Characterization of a B cell defect in the NZB mouse manifested by an increased ratio of surface IgM to IgD

In an effort to define the cellular basis of abnormalities in polyclonal B cell activation previously noted in NZB mice, the surface immunoglobulin (sIg) isotypes of spleen cells from NZB mice were examined. After lactoperoxidase-catalyzed radioiodination, the cell surface immunoglobulins were analyzed by sodium dodecyl sulfate polyacrylamide gel electrophoresis (SDS-PAGE). Spleen cells from 8- to 10-week-old NZB mice were found to have an increased ratio of cell surface IgM/IgD compared to cells from 11 control strains. The altered ratio of sIg isotypes was not a consequence of increased proteolytic activity present in NZB cell suspensions or of the presence of cytophilic antibody or autoantibody.

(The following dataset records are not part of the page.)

use chrono::Utc;

use super::common::*;
use crate::access::DenyReason;
use crate::workflows::error::WorkflowError;
use crate::workflows::submission::domain::{
    AdminDecision, Recommendation, SubmissionStatus, SubmissionType,
};

#[test]
fn submit_opens_a_pending_pass_and_audits_it() {
    let harness = build_workflow();

    let submission = harness
        .workflow
        .submit(
            &caregiver(),
            SubmissionType::CaregiverCertificate,
            vec!["s3://docs/cert.pdf".to_string()],
            Utc::now(),
        )
        .expect("submission accepted");

    assert_eq!(submission.status, SubmissionStatus::Pending);
    assert_eq!(submission.review_cycle, 0);

    let entries = harness.sink.entries();
    assert_eq!(entries.len(), 1);
    assert_eq!(entries[0].action, "submission_submit");
    assert_eq!(entries[0].new_status, Some("pending"));
}

#[test]
fn submit_rejects_an_artifact_outside_the_submitter_pipeline() {
    let harness = build_workflow();

    let err = harness
        .workflow
        .submit(
            &caregiver(),
            SubmissionType::AgencyLegalDocs,
            Vec::new(),
            Utc::now(),
        )
        .expect_err("caregiver cannot lodge agency paperwork");
    assert!(matches!(
        err,
        WorkflowError::Validation {
            field: "submission_type"
        }
    ));
}

#[test]
fn guardian_submission_is_denied_by_the_matrix() {
    let harness = build_workflow();

    let err = harness
        .workflow
        .submit(
            &guardian(),
            SubmissionType::CaregiverCertificate,
            Vec::new(),
            Utc::now(),
        )
        .expect_err("guardians hold no submission grant");
    assert!(matches!(
        err,
        WorkflowError::Forbidden(DenyReason::InsufficientRole)
    ));
    assert_eq!(harness.sink.entries()[0].reason, Some("insufficient-role"));
}

#[test]
fn resubmit_refreshes_documents_on_the_open_pass() {
    let harness = build_workflow();
    let actor = caregiver();

    let first = harness
        .workflow
        .submit(
            &actor,
            SubmissionType::CaregiverCertificate,
            vec!["v1.pdf".to_string()],
            Utc::now(),
        )
        .expect("first submission");
    let second = harness
        .workflow
        .submit(
            &actor,
            SubmissionType::CaregiverCertificate,
            vec!["v2.pdf".to_string()],
            Utc::now(),
        )
        .expect("resubmission refreshes");

    assert_eq!(first.id, second.id, "no second lifecycle is spawned");
    assert_eq!(second.document_refs, vec!["v2.pdf".to_string()]);
}

#[test]
fn recommend_requires_the_moderator_tier() {
    let harness = build_workflow();
    let actor = caregiver();
    let submission = harness
        .workflow
        .submit(
            &actor,
            SubmissionType::CaregiverCertificate,
            Vec::new(),
            Utc::now(),
        )
        .expect("submission");

    let err = harness
        .workflow
        .recommend(
            &submission.id,
            &actor,
            Recommendation::Approve,
            None,
            Utc::now(),
        )
        .expect_err("submitters cannot review themselves");
    assert!(matches!(
        err,
        WorkflowError::Forbidden(DenyReason::InsufficientRole)
    ));
}

#[test]
fn later_review_passes_stay_with_the_assigned_moderator() {
    let harness = build_workflow();
    let submission = harness
        .workflow
        .submit(
            &caregiver(),
            SubmissionType::CaregiverCertificate,
            Vec::new(),
            Utc::now(),
        )
        .expect("submission");

    harness
        .workflow
        .recommend(
            &submission.id,
            &moderator(),
            Recommendation::Reject,
            Some("photo blurry".to_string()),
            Utc::now(),
        )
        .expect("first recommendation assigns mod-1");
    harness
        .workflow
        .decide(
            &submission.id,
            &admin(),
            AdminDecision::SendBack,
            Some("ask for new photo".to_string()),
            Utc::now(),
        )
        .expect("send back reopens the pass");

    let err = harness
        .workflow
        .recommend(
            &submission.id,
            &second_moderator(),
            Recommendation::Approve,
            None,
            Utc::now(),
        )
        .expect_err("unassigned moderator is rejected");
    assert!(matches!(
        err,
        WorkflowError::Forbidden(DenyReason::NotAssigned)
    ));

    harness
        .workflow
        .recommend(
            &submission.id,
            &moderator(),
            Recommendation::Approve,
            None,
            Utc::now(),
        )
        .expect("assignee continues the review");
}

#[test]
fn decide_requires_the_admin_tier() {
    let harness = build_workflow();
    let submission = harness
        .workflow
        .submit(
            &caregiver(),
            SubmissionType::CaregiverCertificate,
            Vec::new(),
            Utc::now(),
        )
        .expect("submission");
    harness
        .workflow
        .recommend(
            &submission.id,
            &moderator(),
            Recommendation::Approve,
            None,
            Utc::now(),
        )
        .expect("recommendation");

    let err = harness
        .workflow
        .decide(
            &submission.id,
            &moderator(),
            AdminDecision::Approve,
            None,
            Utc::now(),
        )
        .expect_err("moderators cannot finalize");
    assert!(matches!(
        err,
        WorkflowError::Forbidden(DenyReason::InsufficientRole)
    ));
}

#[test]
fn terminal_decisions_and_send_backs_emit_signals() {
    let harness = build_workflow();
    let submission = harness
        .workflow
        .submit(
            &caregiver(),
            SubmissionType::CaregiverPoliceClearance,
            Vec::new(),
            Utc::now(),
        )
        .expect("submission");
    harness
        .workflow
        .recommend(
            &submission.id,
            &moderator(),
            Recommendation::Reject,
            Some("expired".to_string()),
            Utc::now(),
        )
        .expect("recommendation");
    harness
        .workflow
        .decide(
            &submission.id,
            &admin(),
            AdminDecision::SendBack,
            Some("request a current clearance".to_string()),
            Utc::now(),
        )
        .expect("send back");
    harness
        .workflow
        .recommend(
            &submission.id,
            &moderator(),
            Recommendation::Approve,
            None,
            Utc::now(),
        )
        .expect("second pass");
    harness
        .workflow
        .decide(
            &submission.id,
            &admin(),
            AdminDecision::Approve,
            None,
            Utc::now(),
        )
        .expect("approval");

    let topics: Vec<&'static str> = harness
        .notifier
        .events()
        .iter()
        .map(|signal| signal.topic)
        .collect();
    assert_eq!(topics, vec!["submission.sent_back", "submission.approved"]);
}

#[test]
fn approved_artifacts_cannot_be_resubmitted() {
    let harness = build_workflow();
    let actor = caregiver();
    let submission = harness
        .workflow
        .submit(
            &actor,
            SubmissionType::CaregiverInterview,
            Vec::new(),
            Utc::now(),
        )
        .expect("submission");
    harness
        .workflow
        .recommend(
            &submission.id,
            &moderator(),
            Recommendation::Approve,
            None,
            Utc::now(),
        )
        .expect("recommendation");
    harness
        .workflow
        .decide(
            &submission.id,
            &admin(),
            AdminDecision::Approve,
            None,
            Utc::now(),
        )
        .expect("approval");

    let err = harness
        .workflow
        .submit(
            &actor,
            SubmissionType::CaregiverInterview,
            Vec::new(),
            Utc::now(),
        )
        .expect_err("approved steps are final");
    assert!(matches!(
        err,
        WorkflowError::InvalidTransition { current: "approved" }
    ));
}

#[test]
fn rejection_starts_a_fresh_record_on_resubmission() {
    let harness = build_workflow();
    let actor = caregiver();
    let submission = harness
        .workflow
        .submit(
            &actor,
            SubmissionType::CaregiverPsych,
            Vec::new(),
            Utc::now(),
        )
        .expect("submission");
    harness
        .workflow
        .recommend(
            &submission.id,
            &moderator(),
            Recommendation::Reject,
            Some("incomplete".to_string()),
            Utc::now(),
        )
        .expect("recommendation");
    harness
        .workflow
        .decide(
            &submission.id,
            &admin(),
            AdminDecision::OverrideReject,
            Some("assessment invalid".to_string()),
            Utc::now(),
        )
        .expect("rejection");

    let fresh = harness
        .workflow
        .submit(
            &actor,
            SubmissionType::CaregiverPsych,
            Vec::new(),
            Utc::now(),
        )
        .expect("a rejected artifact can be tried again");
    assert_ne!(fresh.id, submission.id);
    assert_eq!(fresh.status, SubmissionStatus::Pending);
}

#[test]
fn agency_reads_linked_caregiver_submissions() {
    let harness = build_workflow();
    let submission = harness
        .workflow
        .submit(
            &caregiver(),
            SubmissionType::CaregiverCertificate,
            Vec::new(),
            Utc::now(),
        )
        .expect("submission");

    harness
        .workflow
        .get(&submission.id, &agency())
        .expect("agency is linked to cg-1");

    let err = harness
        .workflow
        .get(&submission.id, &guardian())
        .expect_err("guardians are not party to verification");
    assert!(matches!(err, WorkflowError::Forbidden(_)));
}

#[test]
fn verification_progress_tracks_the_role_checklist() {
    let harness = build_workflow();
    let actor = caregiver();
    let submission = harness
        .workflow
        .submit(
            &actor,
            SubmissionType::CaregiverCertificate,
            Vec::new(),
            Utc::now(),
        )
        .expect("submission");
    harness
        .workflow
        .recommend(
            &submission.id,
            &moderator(),
            Recommendation::Approve,
            None,
            Utc::now(),
        )
        .expect("recommendation");
    harness
        .workflow
        .decide(
            &submission.id,
            &admin(),
            AdminDecision::Approve,
            None,
            Utc::now(),
        )
        .expect("approval");

    let progress = harness
        .workflow
        .verification_progress(&moderator(), &actor.id, actor.role)
        .expect("moderators read any progress");
    assert_eq!(progress.total_steps, 4);
    assert_eq!(progress.completed_steps, 1);
    assert!(!progress.fully_verified);
}

#[test]
fn transition_audit_trail_captures_prior_and_new_status() {
    let harness = build_workflow();
    let submission = harness
        .workflow
        .submit(
            &caregiver(),
            SubmissionType::CaregiverCertificate,
            Vec::new(),
            Utc::now(),
        )
        .expect("submission");
    harness
        .workflow
        .recommend(
            &submission.id,
            &moderator(),
            Recommendation::Approve,
            None,
            Utc::now(),
        )
        .expect("recommendation");
    harness
        .workflow
        .decide(
            &submission.id,
            &admin(),
            AdminDecision::OverrideReject,
            Some("docs expired".to_string()),
            Utc::now(),
        )
        .expect("override");

    let entries = harness.sink.entries();
    let override_entry = entries
        .iter()
        .find(|entry| entry.action == "admin_override_reject")
        .expect("override audited");
    assert_eq!(override_entry.prior_status, Some("moderator_reviewed"));
    assert_eq!(override_entry.new_status, Some("rejected"));
    assert_eq!(override_entry.actor.0, "admin-1");
}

Ontogenetic studies of the sIgM/sIgD (μ/δ) ratio on splenocytes from NZB and BALB/c mice revealed that the former cells had higher μ/δ ratios as early as 2 weeks after birth. By 4 weeks of age the μ/δ ratios were equivalent. Between 4 weeks and 1 year of age, the μ/δ ratios on NZB splenocytes remained constant whereas those on BALB/c splenocytes decreased and reached adult levels at 6 weeks.